[Records from a dataset]
++++++++++++++++++++

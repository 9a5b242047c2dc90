use std::path::Path;

use crate::shared::frame::Frame;
use crate::shared::video_metadata::FrameSize;
use crate::video::domain::image_codec::ImageCodec;

/// Still-image I/O through the `image` crate.
///
/// Decoded images are always converted to RGB. Gray frames are written as
/// 8-bit luma images, RGB frames as RGB.
pub struct ImageFileCodec;

impl ImageFileCodec {
    pub fn new() -> Self {
        Self
    }
}

impl Default for ImageFileCodec {
    fn default() -> Self {
        Self::new()
    }
}

impl ImageCodec for ImageFileCodec {
    fn read(&self, path: &Path) -> Result<Frame, Box<dyn std::error::Error>> {
        let img = image::open(path)?.to_rgb8();
        let (width, height) = img.dimensions();
        Ok(Frame::new(img.into_raw(), width, height, 3, 0))
    }

    fn dimensions(&self, path: &Path) -> Result<FrameSize, Box<dyn std::error::Error>> {
        let (width, height) = image::image_dimensions(path)?;
        Ok(FrameSize::new(width, height))
    }

    fn write(&self, path: &Path, frame: &Frame) -> Result<(), Box<dyn std::error::Error>> {
        if frame.is_empty() {
            return Err("cannot write an empty frame".into());
        }

        // Numbered outputs may point into a directory that does not exist yet.
        if let Some(parent) = path.parent().filter(|p| !p.as_os_str().is_empty()) {
            std::fs::create_dir_all(parent)?;
        }

        match frame.channels() {
            1 => image::GrayImage::from_raw(frame.width(), frame.height(), frame.data().to_vec())
                .ok_or("Failed to create gray image from frame data")?
                .save(path)?,
            3 => image::RgbImage::from_raw(frame.width(), frame.height(), frame.data().to_vec())
                .ok_or("Failed to create image from frame data")?
                .save(path)?,
            other => return Err(format!("unsupported channel count {other}").into()),
        }
        Ok(())
    }
}

#[cfg(test)]
mod tests {
    use super::*;
    use std::path::PathBuf;

    fn write_test_image(dir: &Path, name: &str, width: u32, height: u32) -> PathBuf {
        let path = dir.join(name);
        let mut img = image::RgbImage::new(width, height);
        for pixel in img.pixels_mut() {
            *pixel = image::Rgb([50, 100, 200]);
        }
        img.save(&path).unwrap();
        path
    }

    #[test]
    fn test_read_returns_rgb_frame() {
        let dir = tempfile::tempdir().unwrap();
        let path = write_test_image(dir.path(), "in.png", 100, 80);

        let frame = ImageFileCodec::new().read(&path).unwrap();
        assert_eq!(frame.width(), 100);
        assert_eq!(frame.height(), 80);
        assert_eq!(frame.channels(), 3);
        assert_eq!(&frame.data()[..3], &[50, 100, 200]);
    }

    #[test]
    fn test_read_nonexistent_returns_error() {
        assert!(ImageFileCodec::new()
            .read(Path::new("/nonexistent/test.png"))
            .is_err());
    }

    #[test]
    fn test_dimensions_without_decoding() {
        let dir = tempfile::tempdir().unwrap();
        let path = write_test_image(dir.path(), "in.bmp", 33, 17);
        let size = ImageFileCodec::new().dimensions(&path).unwrap();
        assert_eq!(size, FrameSize::new(33, 17));
    }

    #[test]
    fn test_write_roundtrip_preserves_pixels() {
        let dir = tempfile::tempdir().unwrap();
        let path = dir.path().join("out.png");
        let codec = ImageFileCodec::new();
        codec.write(&path, &Frame::filled(50, 50, [50, 100, 200], 0)).unwrap();

        let img = image::open(&path).unwrap().to_rgb8();
        assert_eq!(img.dimensions(), (50, 50));
        assert_eq!(img.get_pixel(0, 0).0, [50, 100, 200]);
    }

    #[test]
    fn test_write_gray_frame() {
        let dir = tempfile::tempdir().unwrap();
        let path = dir.path().join("gray.bmp");
        let frame = Frame::new(vec![7; 4 * 3], 4, 3, 1, 0);
        ImageFileCodec::new().write(&path, &frame).unwrap();

        let img = image::open(&path).unwrap().to_luma8();
        assert_eq!(img.get_pixel(3, 2).0, [7]);
    }

    #[test]
    fn test_write_creates_parent_directories() {
        let dir = tempfile::tempdir().unwrap();
        let path = dir.path().join("nested/deeper/out.bmp");
        ImageFileCodec::new()
            .write(&path, &Frame::filled(4, 4, [0, 0, 0], 0))
            .unwrap();
        assert!(path.exists());
    }

    #[test]
    fn test_write_empty_frame_returns_error() {
        let dir = tempfile::tempdir().unwrap();
        let path = dir.path().join("empty.png");
        assert!(ImageFileCodec::new().write(&path, &Frame::default()).is_err());
    }

    #[test]
    fn test_write_unknown_extension_returns_error() {
        let dir = tempfile::tempdir().unwrap();
        let path = dir.path().join("out.notanimage");
        assert!(ImageFileCodec::new()
            .write(&path, &Frame::filled(4, 4, [0, 0, 0], 0))
            .is_err());
    }
}
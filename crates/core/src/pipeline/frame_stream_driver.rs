use std::path::{Path, PathBuf};
use std::time::{Duration, Instant};

use crate::display::domain::display_backend::{DisplayBackend, WindowHandle};
use crate::display::infrastructure::headless_display::HeadlessDisplay;
use crate::shared::fourcc::FourCc;
use crate::shared::frame::Frame;
use crate::shared::video_metadata::FrameSize;
use crate::video::domain::image_codec::ImageCodec;
use crate::video::domain::media_backend::{MediaBackend, SinkParams};
use crate::video::infrastructure::ffmpeg_backend::FfmpegBackend;
use crate::video::infrastructure::image_file_codec::ImageFileCodec;

use super::driver_error::DriverError;
use super::frame_transform::{FrameProcessor, FrameTransform};
use super::image_sequence::ImageSequence;
use super::input_source::InputSource;
use super::numbered_images::NumberedImages;
use super::output_sink::{OutputSink, VideoOutput};
use super::run_summary::{FrameErrorPolicy, RunSummary, StopHandle, StopReason};

/// Pulls frames from an input, optionally transforms them, and pushes the
/// result to an output, with optional preview windows in between.
///
/// Every frame goes through the same fixed order: read, show input,
/// transform, write, show output, wait, stop-frame check. Configuration is
/// done through setters between runs; `run` then drives the loop on the
/// calling thread until the input ends or a stop condition is met.
pub struct FrameStreamDriver {
    media: Box<dyn MediaBackend>,
    images: Box<dyn ImageCodec>,
    display: Box<dyn DisplayBackend>,
    input: Option<InputSource>,
    output: Option<OutputSink>,
    transform: Option<FrameTransform>,
    processing: bool,
    processed: u64,
    stop: StopHandle,
    stop_frame: Option<u64>,
    delay: Option<Duration>,
    input_window: Option<WindowHandle>,
    output_window: Option<WindowHandle>,
    error_policy: FrameErrorPolicy,
}
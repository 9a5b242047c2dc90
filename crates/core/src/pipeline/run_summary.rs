use std::fmt;
use std::sync::atomic::{AtomicBool, Ordering};
use std::sync::Arc;
use std::time::Duration;

/// Why a run ended.
#[derive(Clone, Debug, PartialEq, Eq)]
pub enum StopReason {
    /// `run` was called without an open input.
    NotOpened,
    EndOfStream,
    /// A [`StopHandle`] was triggered.
    Requested,
    /// The display backend reported a cancel during the per-frame wait.
    Cancelled,
    /// The input reached the configured stop frame.
    StopFrame,
    ReadFailed(String),
    WriteFailed(String),
}

impl fmt::Display for StopReason {
    fn fmt(&self, f: &mut fmt::Formatter<'_>) -> fmt::Result {
        match self {
            StopReason::NotOpened => f.write_str("no input opened"),
            StopReason::EndOfStream => f.write_str("end of stream"),
            StopReason::Requested => f.write_str("stop requested"),
            StopReason::Cancelled => f.write_str("cancelled by user"),
            StopReason::StopFrame => f.write_str("stop frame reached"),
            StopReason::ReadFailed(e) => write!(f, "read failed: {e}"),
            StopReason::WriteFailed(e) => write!(f, "write failed: {e}"),
        }
    }
}

/// What to do when a frame cannot be read or written mid-run.
#[derive(Clone, Copy, Debug, Default, PartialEq, Eq)]
pub enum FrameErrorPolicy {
    /// End the run and report the failure in the summary.
    #[default]
    Stop,
    /// Log a warning and continue with the next frame.
    Skip,
}

/// Counters collected over one call to `run`.
#[derive(Clone, Debug, PartialEq)]
pub struct RunSummary {
    pub frames_read: u64,
    pub frames_processed: u64,
    pub frames_written: u64,
    pub frames_skipped: u64,
    pub elapsed: Duration,
    pub stop_reason: StopReason,
}

impl RunSummary {
    pub fn new(stop_reason: StopReason) -> Self {
        Self {
            frames_read: 0,
            frames_processed: 0,
            frames_written: 0,
            frames_skipped: 0,
            elapsed: Duration::ZERO,
            stop_reason,
        }
    }

    /// Frames read per second of wall-clock time, 0 for an instant run.
    pub fn throughput(&self) -> f64 {
        let secs = self.elapsed.as_secs_f64();
        if secs > 0.0 {
            self.frames_read as f64 / secs
        } else {
            0.0
        }
    }

    /// Whether the run ended on an I/O failure rather than normally.
    pub fn failed(&self) -> bool {
        matches!(
            self.stop_reason,
            StopReason::ReadFailed(_) | StopReason::WriteFailed(_)
        )
    }
}

impl fmt::Display for RunSummary {
    fn fmt(&self, f: &mut fmt::Formatter<'_>) -> fmt::Result {
        write!(
            f,
            "Run ended ({}): {} read, {} processed, {} written",
            self.stop_reason, self.frames_read, self.frames_processed, self.frames_written
        )?;
        if self.frames_skipped > 0 {
            write!(f, ", {} skipped", self.frames_skipped)?;
        }
        write!(
            f,
            " in {:.1}s ({:.1} fps)",
            self.elapsed.as_secs_f64(),
            self.throughput()
        )
    }
}

/// Cloneable handle that asks a running driver to stop.
///
/// The flag is checked once per frame, before the next read, so the frame
/// in flight always completes.
#[derive(Clone, Debug, Default)]
pub struct StopHandle(Arc<AtomicBool>);

impl StopHandle {
    pub fn new() -> Self {
        Self::default()
    }

    pub fn request(&self) {
        self.0.store(true, Ordering::SeqCst);
    }

    pub fn is_requested(&self) -> bool {
        self.0.load(Ordering::SeqCst)
    }

    pub(crate) fn reset(&self) {
        self.0.store(false, Ordering::SeqCst);
    }
}
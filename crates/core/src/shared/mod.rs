pub mod constants;
pub mod fourcc;
pub mod frame;
pub mod video_metadata;
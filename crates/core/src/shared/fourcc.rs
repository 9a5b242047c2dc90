use std::fmt;

/// Four-character codec tag, packed little-endian into a `u32` the way
/// container formats and capture APIs report it (`'m' | 'p' << 8 | ...`).
#[derive(Clone, Copy, Debug, Default, PartialEq, Eq, Hash)]
pub struct FourCc(u32);

impl FourCc {
    /// Unknown / not applicable (image sequences, raw devices).
    pub const NONE: FourCc = FourCc(0);

    pub const fn new(code: [u8; 4]) -> Self {
        Self(u32::from_le_bytes(code))
    }

    pub const fn from_u32(value: u32) -> Self {
        Self(value)
    }

    /// Parses a tag like `"mp4v"`. Shorter tags are space padded, as
    /// ffmpeg does for three-letter tags.
    pub fn from_str_tag(tag: &str) -> Option<Self> {
        let bytes = tag.as_bytes();
        if bytes.is_empty() || bytes.len() > 4 || !bytes.iter().all(|b| b.is_ascii_graphic()) {
            return None;
        }
        let mut code = [b' '; 4];
        code[..bytes.len()].copy_from_slice(bytes);
        Some(Self::new(code))
    }

    pub const fn value(&self) -> u32 {
        self.0
    }

    pub const fn bytes(&self) -> [u8; 4] {
        self.0.to_le_bytes()
    }

    pub const fn is_none(&self) -> bool {
        self.0 == 0
    }

    /// Case-insensitive comparison against a textual tag.
    pub fn matches(&self, tag: &str) -> bool {
        Self::from_str_tag(tag)
            .map(|other| self.bytes().eq_ignore_ascii_case(&other.bytes()))
            .unwrap_or(false)
    }
}

impl fmt::Display for FourCc {
    fn fmt(&self, f: &mut fmt::Formatter<'_>) -> fmt::Result {
        if self.is_none() {
            return write!(f, "none");
        }
        for b in self.bytes() {
            let c = if b.is_ascii_graphic() || b == b' ' { b as char } else { '?' };
            write!(f, "{c}")?;
        }
        Ok(())
    }
}
use clap::ValueEnum;

use framestream_core::{Frame, FrameStreamDriver};

/// Built-in per-frame transforms selectable from the command line.
#[derive(Clone, Copy, Debug, PartialEq, Eq, ValueEnum)]
pub enum TransformKind {
    /// Pass frames through without calling a transform.
    None,
    /// Copy each frame unchanged (counts as processed).
    Copy,
    /// Convert to single-channel luma.
    Gray,
    /// Invert every channel.
    Invert,
}

pub fn install(driver: &mut FrameStreamDriver, kind: TransformKind) {
    match kind {
        TransformKind::None => driver.disable_processing(),
        TransformKind::Copy => driver.set_frame_function(copy),
        TransformKind::Gray => driver.set_frame_function(gray),
        TransformKind::Invert => driver.set_frame_function(invert),
    }
}

pub fn copy(input: &mut Frame, output: &mut Frame) {
    output.clone_from(input);
}

/// Frames that are neither gray nor RGB are passed through unchanged; the
/// sink then reports them.
pub fn gray(input: &mut Frame, output: &mut Frame) {
    match input.to_gray() {
        Ok(gray) => *output = gray,
        Err(e) => {
            log::warn!("Cannot convert frame {} to gray: {e}", input.index());
            output.clone_from(input);
        }
    }
}

pub fn invert(input: &mut Frame, output: &mut Frame) {
    output.clone_from(input);
    for v in output.data_mut() {
        *v = !*v;
    }
}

++++++++++++++++++++

Throughout the data above, copy all lines where the word "channels" is found.

        match frame.channels() {
        assert_eq!(frame.channels(), 3);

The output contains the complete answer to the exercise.